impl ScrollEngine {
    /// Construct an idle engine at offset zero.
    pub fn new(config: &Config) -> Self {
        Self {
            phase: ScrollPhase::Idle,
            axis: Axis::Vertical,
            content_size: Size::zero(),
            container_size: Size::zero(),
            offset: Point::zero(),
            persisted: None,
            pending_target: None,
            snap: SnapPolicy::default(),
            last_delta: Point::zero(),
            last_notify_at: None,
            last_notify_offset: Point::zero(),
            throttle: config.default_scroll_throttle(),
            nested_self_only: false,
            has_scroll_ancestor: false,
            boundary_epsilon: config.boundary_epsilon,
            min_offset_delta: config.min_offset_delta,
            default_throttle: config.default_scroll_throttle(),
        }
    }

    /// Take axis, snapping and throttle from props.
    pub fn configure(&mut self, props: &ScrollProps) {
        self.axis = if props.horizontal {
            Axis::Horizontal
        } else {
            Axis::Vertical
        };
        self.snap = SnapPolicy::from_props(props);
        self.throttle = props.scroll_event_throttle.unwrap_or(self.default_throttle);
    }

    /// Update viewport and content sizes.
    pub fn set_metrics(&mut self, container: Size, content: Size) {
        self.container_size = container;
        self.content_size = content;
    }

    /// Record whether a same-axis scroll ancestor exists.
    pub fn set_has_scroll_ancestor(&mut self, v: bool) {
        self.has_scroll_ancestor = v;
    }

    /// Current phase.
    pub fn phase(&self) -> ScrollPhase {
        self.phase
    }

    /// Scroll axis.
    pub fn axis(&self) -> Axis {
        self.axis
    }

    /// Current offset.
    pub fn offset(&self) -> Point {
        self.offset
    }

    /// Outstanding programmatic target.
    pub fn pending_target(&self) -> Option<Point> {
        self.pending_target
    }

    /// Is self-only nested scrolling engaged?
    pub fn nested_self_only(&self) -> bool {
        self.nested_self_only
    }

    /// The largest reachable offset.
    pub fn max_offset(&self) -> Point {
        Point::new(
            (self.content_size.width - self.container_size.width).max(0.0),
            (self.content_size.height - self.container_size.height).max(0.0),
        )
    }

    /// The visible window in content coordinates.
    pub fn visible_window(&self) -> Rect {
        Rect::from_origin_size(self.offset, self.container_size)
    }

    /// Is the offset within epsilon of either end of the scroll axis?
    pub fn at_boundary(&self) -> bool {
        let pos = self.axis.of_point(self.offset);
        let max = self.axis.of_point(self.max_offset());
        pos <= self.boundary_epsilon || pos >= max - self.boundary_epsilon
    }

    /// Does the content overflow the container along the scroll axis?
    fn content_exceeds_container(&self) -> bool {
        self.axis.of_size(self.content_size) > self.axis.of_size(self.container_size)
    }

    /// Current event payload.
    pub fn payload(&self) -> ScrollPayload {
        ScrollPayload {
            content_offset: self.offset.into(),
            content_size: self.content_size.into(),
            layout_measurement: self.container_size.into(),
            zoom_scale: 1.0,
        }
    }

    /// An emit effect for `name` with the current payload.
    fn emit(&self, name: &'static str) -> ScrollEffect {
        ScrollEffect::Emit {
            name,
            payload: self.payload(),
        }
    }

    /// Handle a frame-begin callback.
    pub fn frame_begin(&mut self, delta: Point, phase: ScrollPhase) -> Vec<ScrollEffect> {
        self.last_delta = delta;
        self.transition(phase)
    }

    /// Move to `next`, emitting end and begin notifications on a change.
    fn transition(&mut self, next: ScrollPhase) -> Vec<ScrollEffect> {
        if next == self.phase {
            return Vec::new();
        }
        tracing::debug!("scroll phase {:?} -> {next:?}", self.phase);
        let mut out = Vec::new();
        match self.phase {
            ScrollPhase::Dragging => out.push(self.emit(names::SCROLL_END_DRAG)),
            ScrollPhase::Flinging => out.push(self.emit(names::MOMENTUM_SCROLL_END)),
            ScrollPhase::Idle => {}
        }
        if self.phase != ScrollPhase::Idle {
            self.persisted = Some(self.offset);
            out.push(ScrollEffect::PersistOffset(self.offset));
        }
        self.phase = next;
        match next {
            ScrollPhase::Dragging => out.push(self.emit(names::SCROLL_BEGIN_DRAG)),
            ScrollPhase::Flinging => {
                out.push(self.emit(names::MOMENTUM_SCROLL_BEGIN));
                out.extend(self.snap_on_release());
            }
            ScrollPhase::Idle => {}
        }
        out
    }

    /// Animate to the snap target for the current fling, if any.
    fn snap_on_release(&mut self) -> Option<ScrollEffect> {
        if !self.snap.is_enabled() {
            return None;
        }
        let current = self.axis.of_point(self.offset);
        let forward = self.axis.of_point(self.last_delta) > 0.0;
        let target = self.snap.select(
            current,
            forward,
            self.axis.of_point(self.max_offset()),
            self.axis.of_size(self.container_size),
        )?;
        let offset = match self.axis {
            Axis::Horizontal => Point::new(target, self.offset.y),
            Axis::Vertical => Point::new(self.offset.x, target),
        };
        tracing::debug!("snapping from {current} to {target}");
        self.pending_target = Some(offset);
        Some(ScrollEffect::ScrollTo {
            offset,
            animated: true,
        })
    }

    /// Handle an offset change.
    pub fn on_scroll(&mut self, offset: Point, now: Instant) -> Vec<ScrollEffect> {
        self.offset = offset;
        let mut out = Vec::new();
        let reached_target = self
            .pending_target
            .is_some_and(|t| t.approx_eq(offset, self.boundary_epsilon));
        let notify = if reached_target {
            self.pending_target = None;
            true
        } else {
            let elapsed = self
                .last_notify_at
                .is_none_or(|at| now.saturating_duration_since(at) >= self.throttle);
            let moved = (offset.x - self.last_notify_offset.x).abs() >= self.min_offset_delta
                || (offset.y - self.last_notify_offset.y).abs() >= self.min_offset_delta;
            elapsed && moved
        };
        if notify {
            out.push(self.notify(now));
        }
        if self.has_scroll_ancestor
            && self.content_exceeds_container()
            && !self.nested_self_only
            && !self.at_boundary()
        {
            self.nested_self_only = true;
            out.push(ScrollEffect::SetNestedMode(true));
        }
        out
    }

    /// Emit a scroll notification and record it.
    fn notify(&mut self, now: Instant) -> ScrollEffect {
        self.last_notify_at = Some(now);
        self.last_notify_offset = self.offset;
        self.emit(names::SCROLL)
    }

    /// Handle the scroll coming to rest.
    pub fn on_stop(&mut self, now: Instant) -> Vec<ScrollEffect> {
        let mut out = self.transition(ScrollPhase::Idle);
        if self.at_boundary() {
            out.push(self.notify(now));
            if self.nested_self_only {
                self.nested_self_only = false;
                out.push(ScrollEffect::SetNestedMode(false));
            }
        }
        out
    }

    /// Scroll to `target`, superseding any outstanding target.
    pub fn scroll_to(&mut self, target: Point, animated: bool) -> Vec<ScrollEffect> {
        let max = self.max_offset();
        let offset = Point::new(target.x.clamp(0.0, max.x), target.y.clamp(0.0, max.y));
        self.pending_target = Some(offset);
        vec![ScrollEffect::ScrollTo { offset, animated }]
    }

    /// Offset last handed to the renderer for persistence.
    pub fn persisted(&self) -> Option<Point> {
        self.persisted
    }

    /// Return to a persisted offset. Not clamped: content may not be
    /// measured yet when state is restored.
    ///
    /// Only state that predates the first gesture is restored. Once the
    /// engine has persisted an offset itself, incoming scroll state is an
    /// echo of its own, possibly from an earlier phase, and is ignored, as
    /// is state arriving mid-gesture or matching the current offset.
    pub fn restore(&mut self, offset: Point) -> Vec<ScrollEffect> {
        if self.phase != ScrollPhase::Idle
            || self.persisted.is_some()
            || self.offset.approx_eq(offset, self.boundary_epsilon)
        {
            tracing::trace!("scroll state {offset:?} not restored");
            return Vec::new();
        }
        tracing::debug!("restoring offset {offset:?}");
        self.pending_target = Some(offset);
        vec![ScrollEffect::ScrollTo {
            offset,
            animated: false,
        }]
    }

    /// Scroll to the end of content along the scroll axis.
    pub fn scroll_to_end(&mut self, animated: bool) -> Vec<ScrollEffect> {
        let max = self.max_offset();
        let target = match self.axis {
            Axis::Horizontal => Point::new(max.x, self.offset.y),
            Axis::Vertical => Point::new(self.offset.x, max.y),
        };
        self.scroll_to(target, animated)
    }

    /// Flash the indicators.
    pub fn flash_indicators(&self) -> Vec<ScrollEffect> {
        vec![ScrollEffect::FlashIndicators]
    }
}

### Exercise details
The only output should be the lines from the one containing "the current offset." through the final line of the material above, copied exactly.

### Response
    /// is state arriving mid-gesture or matching the current offset.
    pub fn restore(&mut self, offset: Point) -> Vec<ScrollEffect> {
        if self.phase != ScrollPhase::Idle
            || self.persisted.is_some()
            || self.offset.approx_eq(offset, self.boundary_epsilon)
        {
            tracing::trace!("scroll state {offset:?} not restored");
            return Vec::new();
        }
        tracing::debug!("restoring offset {offset:?}");
        self.pending_target = Some(offset);
        vec![ScrollEffect::ScrollTo {
            offset,
            animated: false,
        }]
    }

    /// Scroll to the end of content along the scroll axis.
    pub fn scroll_to_end(&mut self, animated: bool) -> Vec<ScrollEffect> {
        let max = self.max_offset();
        let target = match self.axis {
            Axis::Horizontal => Point::new(max.x, self.offset.y),
            Axis::Vertical => Point::new(self.offset.x, max.y),
        };
        self.scroll_to(target, animated)
    }

    /// Flash the indicators.
    pub fn flash_indicators(&self) -> Vec<ScrollEffect> {
        vec![ScrollEffect::FlashIndicators]
    }
}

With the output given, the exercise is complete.